* _Your goal_:
Look through the lines below; wherever the word "path" appears, copy that line.

#### Record extracts ####

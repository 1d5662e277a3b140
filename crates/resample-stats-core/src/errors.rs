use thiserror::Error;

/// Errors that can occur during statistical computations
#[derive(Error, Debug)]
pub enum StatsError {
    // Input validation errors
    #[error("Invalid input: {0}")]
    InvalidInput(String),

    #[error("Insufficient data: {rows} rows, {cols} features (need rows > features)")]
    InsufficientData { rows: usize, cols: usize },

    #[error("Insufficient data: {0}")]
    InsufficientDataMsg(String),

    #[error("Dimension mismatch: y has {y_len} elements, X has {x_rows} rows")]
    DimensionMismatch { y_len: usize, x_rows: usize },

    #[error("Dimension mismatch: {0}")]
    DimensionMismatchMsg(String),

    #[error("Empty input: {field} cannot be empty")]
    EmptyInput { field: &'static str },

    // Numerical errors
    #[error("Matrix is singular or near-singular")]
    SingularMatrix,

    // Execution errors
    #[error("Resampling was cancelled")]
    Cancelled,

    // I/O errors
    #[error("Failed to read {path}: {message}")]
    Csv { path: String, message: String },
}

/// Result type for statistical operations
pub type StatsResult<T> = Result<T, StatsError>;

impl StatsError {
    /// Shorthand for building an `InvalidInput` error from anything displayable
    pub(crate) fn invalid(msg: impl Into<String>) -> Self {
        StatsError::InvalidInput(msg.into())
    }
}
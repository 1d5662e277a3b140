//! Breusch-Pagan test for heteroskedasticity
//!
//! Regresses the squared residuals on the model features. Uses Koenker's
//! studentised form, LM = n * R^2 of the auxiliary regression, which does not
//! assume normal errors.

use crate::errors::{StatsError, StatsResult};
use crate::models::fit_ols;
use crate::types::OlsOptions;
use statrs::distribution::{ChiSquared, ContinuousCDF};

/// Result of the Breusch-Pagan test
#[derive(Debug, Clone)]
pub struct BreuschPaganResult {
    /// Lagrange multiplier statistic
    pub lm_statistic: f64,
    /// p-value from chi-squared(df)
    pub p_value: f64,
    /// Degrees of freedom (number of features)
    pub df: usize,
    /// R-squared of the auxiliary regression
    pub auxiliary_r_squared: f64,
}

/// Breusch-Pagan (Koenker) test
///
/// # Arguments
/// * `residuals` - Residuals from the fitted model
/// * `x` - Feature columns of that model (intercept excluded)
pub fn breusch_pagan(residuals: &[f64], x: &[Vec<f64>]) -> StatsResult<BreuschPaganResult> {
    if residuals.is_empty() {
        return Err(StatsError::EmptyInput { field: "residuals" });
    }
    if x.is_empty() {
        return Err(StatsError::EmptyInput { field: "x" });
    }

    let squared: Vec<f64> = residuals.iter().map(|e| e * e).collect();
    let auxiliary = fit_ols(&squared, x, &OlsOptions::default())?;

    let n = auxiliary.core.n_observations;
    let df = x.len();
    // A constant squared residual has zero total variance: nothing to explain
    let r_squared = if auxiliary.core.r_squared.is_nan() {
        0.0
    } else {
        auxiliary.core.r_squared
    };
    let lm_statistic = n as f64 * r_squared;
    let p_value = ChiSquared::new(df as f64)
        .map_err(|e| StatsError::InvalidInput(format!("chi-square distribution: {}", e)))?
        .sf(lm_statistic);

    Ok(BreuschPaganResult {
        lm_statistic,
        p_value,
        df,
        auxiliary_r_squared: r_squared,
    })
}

####
#### Record extracts ####

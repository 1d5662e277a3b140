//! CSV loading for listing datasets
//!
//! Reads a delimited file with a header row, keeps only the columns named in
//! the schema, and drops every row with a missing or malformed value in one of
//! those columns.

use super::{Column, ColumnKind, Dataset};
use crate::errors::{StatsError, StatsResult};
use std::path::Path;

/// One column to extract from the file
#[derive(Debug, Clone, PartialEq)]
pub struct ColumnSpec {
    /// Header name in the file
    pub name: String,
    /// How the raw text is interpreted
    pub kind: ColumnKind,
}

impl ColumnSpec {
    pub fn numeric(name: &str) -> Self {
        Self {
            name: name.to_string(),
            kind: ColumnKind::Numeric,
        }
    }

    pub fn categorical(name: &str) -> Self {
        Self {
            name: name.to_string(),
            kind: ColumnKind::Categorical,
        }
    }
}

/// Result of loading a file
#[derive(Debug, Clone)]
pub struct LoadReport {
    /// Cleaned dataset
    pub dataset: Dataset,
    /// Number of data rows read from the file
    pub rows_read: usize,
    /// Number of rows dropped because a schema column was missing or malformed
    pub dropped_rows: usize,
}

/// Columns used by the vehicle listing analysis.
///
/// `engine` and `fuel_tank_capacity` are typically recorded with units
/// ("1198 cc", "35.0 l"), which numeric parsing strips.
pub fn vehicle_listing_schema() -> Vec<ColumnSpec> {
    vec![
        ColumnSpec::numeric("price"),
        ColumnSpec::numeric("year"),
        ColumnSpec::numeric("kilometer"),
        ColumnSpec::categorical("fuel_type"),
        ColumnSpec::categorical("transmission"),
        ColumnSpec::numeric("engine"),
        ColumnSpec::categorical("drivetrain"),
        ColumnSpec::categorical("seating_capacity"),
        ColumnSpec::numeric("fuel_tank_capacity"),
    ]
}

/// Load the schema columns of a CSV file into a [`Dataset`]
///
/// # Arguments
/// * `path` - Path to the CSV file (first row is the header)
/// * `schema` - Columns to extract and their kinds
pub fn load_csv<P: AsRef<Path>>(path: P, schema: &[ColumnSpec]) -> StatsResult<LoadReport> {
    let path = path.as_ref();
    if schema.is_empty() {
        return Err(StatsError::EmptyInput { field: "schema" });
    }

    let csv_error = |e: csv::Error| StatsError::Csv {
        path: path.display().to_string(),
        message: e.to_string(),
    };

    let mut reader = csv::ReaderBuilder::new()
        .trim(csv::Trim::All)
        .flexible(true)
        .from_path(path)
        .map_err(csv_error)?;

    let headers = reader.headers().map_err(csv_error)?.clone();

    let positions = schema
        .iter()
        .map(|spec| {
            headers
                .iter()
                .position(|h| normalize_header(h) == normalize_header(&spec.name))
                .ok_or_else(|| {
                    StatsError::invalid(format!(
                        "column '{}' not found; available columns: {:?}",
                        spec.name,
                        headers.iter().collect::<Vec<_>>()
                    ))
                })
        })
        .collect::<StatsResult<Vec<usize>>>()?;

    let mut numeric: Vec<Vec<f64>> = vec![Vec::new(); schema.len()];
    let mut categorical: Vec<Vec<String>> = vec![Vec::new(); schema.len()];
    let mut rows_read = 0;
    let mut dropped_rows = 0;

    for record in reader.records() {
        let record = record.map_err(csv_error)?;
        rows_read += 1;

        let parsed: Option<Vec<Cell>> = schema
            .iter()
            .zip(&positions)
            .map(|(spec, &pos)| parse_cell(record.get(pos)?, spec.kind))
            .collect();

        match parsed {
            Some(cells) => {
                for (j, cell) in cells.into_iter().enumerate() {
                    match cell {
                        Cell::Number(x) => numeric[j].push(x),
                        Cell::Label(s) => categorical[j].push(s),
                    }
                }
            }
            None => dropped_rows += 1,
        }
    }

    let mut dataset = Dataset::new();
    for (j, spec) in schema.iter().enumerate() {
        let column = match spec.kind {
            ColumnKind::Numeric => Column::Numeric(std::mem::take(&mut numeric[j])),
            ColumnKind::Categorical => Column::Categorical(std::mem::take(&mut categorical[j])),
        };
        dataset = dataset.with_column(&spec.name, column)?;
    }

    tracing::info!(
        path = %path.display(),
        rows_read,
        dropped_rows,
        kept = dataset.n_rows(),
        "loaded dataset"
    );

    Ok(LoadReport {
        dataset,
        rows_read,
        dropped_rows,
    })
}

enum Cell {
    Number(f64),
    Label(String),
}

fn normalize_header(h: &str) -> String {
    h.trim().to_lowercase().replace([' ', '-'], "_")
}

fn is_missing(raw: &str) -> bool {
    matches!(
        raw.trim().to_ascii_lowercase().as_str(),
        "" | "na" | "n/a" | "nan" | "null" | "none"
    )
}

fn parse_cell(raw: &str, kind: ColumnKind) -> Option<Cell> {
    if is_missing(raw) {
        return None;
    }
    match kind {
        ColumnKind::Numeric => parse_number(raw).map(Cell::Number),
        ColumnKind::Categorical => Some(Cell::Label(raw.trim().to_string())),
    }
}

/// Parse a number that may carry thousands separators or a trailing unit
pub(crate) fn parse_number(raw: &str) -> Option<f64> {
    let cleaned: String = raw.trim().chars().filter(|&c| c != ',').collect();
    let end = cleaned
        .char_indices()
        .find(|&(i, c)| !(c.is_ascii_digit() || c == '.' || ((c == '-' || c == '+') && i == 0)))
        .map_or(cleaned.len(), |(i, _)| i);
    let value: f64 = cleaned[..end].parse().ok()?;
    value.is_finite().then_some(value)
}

####

* _Final answer_:
    #[error("Failed to read {path}: {message}")]
    Csv { path: String, message: String },
use std::path::Path;
/// * `path` - Path to the CSV file (first row is the header)
pub fn load_csv<P: AsRef<Path>>(path: P, schema: &[ColumnSpec]) -> StatsResult<LoadReport> {
    let path = path.as_ref();
        path: path.display().to_string(),
        .from_path(path)
        path = %path.display(),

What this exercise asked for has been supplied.